What you need to do
Which of the lines in the listing that follows hold "long"? Pull each one out.

Study material

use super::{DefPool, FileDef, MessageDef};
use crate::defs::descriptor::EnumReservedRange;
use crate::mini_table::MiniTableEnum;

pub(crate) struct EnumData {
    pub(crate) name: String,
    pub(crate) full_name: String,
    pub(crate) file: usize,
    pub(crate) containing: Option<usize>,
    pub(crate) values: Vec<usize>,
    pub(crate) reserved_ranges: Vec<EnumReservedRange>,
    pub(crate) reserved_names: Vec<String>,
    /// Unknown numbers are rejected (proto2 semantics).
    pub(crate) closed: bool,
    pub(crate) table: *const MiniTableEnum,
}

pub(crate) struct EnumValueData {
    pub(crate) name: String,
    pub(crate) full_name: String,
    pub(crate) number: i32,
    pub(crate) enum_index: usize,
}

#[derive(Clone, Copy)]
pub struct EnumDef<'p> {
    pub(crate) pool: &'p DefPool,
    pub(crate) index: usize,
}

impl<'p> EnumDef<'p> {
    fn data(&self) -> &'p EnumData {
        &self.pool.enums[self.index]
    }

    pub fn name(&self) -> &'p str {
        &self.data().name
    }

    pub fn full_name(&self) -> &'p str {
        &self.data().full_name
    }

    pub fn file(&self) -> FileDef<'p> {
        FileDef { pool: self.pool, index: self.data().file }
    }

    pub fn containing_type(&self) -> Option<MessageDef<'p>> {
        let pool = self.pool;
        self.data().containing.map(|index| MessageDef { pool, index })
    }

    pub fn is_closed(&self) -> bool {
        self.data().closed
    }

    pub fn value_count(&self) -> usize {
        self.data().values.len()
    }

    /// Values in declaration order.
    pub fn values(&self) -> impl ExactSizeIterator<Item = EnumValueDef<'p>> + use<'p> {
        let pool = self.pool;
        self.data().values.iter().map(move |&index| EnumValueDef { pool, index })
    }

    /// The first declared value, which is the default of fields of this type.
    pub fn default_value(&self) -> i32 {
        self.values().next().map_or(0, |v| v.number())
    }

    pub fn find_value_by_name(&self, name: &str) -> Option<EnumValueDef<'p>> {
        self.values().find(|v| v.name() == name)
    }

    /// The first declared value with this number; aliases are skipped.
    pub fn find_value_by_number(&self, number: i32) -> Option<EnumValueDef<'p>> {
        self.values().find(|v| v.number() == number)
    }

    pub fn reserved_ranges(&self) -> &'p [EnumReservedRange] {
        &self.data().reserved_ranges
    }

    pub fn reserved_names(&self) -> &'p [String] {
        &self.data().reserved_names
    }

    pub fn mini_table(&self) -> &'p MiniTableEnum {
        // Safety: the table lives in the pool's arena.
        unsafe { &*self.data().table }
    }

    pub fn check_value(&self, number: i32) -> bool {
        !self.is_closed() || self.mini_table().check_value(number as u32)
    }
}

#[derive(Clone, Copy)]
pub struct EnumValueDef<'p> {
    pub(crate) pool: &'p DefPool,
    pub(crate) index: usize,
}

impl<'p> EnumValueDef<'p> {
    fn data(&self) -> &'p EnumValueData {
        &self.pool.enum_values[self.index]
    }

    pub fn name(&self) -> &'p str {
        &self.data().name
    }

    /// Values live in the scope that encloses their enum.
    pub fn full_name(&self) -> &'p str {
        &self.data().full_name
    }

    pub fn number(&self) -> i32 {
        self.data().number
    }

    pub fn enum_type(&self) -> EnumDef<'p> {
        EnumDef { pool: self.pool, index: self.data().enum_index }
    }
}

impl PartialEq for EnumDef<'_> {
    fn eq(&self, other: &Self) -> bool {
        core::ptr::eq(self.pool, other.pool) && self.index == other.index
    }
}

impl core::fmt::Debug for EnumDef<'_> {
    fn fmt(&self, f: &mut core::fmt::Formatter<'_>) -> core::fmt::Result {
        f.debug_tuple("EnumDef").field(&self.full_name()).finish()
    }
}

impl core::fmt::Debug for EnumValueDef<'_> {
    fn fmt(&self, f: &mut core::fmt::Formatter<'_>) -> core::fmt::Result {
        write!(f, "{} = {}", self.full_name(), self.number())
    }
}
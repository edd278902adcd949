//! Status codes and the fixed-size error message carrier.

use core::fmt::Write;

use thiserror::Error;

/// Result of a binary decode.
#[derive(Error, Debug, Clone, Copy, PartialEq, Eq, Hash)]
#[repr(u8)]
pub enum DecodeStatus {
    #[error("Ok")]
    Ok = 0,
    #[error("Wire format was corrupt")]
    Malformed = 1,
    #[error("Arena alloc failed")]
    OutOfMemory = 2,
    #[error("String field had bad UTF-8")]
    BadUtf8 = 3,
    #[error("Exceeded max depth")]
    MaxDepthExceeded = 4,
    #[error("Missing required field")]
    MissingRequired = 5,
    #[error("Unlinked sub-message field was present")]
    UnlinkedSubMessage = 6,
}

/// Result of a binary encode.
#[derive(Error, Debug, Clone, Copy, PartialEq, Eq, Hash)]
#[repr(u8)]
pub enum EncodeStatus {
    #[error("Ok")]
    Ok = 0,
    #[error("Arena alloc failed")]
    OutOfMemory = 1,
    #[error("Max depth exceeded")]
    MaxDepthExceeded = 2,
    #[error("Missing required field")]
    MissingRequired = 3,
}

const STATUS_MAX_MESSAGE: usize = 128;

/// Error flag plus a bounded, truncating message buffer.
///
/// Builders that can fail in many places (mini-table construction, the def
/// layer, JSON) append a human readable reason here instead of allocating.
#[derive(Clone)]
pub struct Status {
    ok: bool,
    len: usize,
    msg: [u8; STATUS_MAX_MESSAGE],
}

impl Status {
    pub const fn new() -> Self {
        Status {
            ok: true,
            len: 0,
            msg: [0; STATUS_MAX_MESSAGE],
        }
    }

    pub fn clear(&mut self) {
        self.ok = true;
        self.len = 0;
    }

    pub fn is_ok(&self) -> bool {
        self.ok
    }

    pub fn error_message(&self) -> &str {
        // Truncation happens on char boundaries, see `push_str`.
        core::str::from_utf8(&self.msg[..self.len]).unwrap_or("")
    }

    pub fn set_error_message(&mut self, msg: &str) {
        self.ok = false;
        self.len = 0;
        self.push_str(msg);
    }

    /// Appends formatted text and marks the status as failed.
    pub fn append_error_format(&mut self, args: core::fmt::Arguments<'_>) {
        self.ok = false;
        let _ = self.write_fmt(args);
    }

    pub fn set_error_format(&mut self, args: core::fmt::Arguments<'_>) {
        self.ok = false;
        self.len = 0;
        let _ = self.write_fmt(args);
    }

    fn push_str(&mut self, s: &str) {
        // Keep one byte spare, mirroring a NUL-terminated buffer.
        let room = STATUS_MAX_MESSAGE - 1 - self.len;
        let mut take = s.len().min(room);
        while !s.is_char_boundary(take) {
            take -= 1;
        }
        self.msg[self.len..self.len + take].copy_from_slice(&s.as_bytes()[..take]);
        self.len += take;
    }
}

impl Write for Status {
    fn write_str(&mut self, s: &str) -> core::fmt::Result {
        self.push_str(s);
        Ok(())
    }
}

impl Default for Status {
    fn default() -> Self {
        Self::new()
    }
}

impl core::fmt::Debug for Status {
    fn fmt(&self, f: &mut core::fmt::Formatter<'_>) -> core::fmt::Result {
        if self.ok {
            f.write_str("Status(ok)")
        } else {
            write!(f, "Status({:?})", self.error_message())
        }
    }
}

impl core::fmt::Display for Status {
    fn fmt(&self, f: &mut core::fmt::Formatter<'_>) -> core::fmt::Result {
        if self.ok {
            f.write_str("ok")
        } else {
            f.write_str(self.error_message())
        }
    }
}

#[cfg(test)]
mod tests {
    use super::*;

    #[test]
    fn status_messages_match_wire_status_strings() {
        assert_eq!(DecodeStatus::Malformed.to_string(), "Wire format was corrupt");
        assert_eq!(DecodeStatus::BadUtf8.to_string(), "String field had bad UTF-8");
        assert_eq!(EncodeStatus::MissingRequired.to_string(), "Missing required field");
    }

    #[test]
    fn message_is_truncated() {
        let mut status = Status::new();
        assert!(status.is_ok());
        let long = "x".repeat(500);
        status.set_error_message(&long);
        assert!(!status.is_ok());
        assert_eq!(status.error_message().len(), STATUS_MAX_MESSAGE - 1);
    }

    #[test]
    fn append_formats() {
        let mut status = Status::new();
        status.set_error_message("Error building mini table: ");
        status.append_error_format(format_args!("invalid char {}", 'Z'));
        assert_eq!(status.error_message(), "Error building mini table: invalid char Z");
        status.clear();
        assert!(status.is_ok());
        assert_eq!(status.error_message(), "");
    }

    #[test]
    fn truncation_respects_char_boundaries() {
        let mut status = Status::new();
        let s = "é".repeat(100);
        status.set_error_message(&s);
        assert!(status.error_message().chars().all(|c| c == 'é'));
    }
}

Output of the task
        let long = "x".repeat(500);
        status.set_error_message(&long);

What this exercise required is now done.